Records to use =>
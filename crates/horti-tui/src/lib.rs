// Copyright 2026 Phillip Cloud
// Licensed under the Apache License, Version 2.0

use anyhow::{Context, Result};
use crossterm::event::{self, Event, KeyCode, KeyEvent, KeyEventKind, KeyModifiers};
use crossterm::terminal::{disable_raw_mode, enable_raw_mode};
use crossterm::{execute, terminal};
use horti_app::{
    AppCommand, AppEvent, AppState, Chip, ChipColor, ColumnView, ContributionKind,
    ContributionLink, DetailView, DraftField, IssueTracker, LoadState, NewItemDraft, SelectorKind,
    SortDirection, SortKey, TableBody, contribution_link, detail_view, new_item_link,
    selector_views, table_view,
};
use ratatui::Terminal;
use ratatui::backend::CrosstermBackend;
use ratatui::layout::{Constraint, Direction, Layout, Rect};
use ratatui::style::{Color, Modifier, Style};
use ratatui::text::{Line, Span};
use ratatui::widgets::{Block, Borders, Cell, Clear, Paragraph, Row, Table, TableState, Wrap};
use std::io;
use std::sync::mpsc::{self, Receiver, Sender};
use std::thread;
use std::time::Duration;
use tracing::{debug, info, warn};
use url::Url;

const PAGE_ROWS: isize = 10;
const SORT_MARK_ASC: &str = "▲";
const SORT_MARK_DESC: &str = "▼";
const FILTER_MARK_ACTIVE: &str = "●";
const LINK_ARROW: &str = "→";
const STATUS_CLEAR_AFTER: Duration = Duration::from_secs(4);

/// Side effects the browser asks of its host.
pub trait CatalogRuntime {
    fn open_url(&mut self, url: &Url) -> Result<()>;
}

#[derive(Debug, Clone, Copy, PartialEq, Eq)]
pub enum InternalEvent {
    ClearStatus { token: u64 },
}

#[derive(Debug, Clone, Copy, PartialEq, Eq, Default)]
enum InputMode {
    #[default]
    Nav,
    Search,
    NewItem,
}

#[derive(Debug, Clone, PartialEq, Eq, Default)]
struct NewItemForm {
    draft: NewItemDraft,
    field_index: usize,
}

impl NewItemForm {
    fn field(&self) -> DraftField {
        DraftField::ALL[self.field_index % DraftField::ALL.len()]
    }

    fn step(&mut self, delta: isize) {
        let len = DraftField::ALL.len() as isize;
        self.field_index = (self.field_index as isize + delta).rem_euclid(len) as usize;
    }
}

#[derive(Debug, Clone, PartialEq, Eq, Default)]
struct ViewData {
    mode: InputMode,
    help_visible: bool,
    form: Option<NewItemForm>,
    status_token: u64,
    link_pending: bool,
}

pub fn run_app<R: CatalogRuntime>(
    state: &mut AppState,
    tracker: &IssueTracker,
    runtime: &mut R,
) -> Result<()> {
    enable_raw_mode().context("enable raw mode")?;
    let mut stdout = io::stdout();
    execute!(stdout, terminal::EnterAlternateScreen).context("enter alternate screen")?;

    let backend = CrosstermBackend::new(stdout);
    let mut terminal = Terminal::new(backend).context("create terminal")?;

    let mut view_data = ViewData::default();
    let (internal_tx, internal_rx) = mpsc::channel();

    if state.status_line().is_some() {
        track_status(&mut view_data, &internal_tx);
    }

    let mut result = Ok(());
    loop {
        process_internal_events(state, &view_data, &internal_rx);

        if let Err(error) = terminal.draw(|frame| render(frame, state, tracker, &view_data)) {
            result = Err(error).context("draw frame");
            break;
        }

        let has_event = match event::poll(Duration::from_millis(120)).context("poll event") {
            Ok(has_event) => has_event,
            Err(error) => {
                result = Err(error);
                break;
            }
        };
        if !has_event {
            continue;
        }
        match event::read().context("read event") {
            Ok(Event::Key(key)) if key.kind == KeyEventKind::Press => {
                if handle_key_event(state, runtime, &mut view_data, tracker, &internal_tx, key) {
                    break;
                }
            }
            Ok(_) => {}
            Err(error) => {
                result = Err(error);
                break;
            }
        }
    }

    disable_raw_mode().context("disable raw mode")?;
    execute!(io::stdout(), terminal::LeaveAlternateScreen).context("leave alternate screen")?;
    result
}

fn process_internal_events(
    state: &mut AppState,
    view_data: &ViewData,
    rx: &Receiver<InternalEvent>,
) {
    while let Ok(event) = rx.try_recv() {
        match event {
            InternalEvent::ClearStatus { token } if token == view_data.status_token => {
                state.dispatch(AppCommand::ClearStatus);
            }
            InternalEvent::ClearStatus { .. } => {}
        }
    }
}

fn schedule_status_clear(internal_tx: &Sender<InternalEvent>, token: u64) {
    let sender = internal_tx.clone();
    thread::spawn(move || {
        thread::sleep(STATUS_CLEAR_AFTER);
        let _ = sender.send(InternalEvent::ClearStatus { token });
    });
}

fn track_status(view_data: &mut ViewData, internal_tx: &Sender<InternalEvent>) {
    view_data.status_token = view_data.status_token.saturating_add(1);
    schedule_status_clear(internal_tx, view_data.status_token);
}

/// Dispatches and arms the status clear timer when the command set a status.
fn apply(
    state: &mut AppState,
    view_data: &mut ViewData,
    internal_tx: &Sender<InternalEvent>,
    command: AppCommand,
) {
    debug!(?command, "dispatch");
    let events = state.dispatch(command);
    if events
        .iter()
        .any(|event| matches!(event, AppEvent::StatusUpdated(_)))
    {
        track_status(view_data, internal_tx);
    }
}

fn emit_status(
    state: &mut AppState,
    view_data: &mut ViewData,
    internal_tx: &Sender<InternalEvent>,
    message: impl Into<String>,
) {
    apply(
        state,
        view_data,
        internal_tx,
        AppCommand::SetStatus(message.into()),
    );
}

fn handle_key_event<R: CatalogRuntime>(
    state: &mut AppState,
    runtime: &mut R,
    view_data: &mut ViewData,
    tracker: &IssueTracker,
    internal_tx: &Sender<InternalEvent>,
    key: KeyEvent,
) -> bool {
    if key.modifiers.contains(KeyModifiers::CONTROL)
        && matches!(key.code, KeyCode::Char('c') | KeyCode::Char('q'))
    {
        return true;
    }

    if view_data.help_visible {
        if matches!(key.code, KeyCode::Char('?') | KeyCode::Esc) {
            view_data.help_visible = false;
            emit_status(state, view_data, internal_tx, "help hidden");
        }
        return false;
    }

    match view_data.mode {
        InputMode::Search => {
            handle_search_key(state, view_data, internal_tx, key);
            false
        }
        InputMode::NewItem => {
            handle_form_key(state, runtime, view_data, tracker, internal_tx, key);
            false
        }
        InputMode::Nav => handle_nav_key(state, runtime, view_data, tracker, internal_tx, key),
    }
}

Task to complete => From the data, pick out every line that includes "self".

Your response =>
use crossterm::event::{self, Event, KeyCode, KeyEvent, KeyEventKind, KeyModifiers};
use std::sync::mpsc::{self, Receiver, Sender};
    fn open_url(&mut self, url: &Url) -> Result<()>;
    fn field(&self) -> DraftField {
        DraftField::ALL[self.field_index % DraftField::ALL.len()]
    fn step(&mut self, delta: isize) {
        self.field_index = (self.field_index as isize + delta).rem_euclid(len) as usize;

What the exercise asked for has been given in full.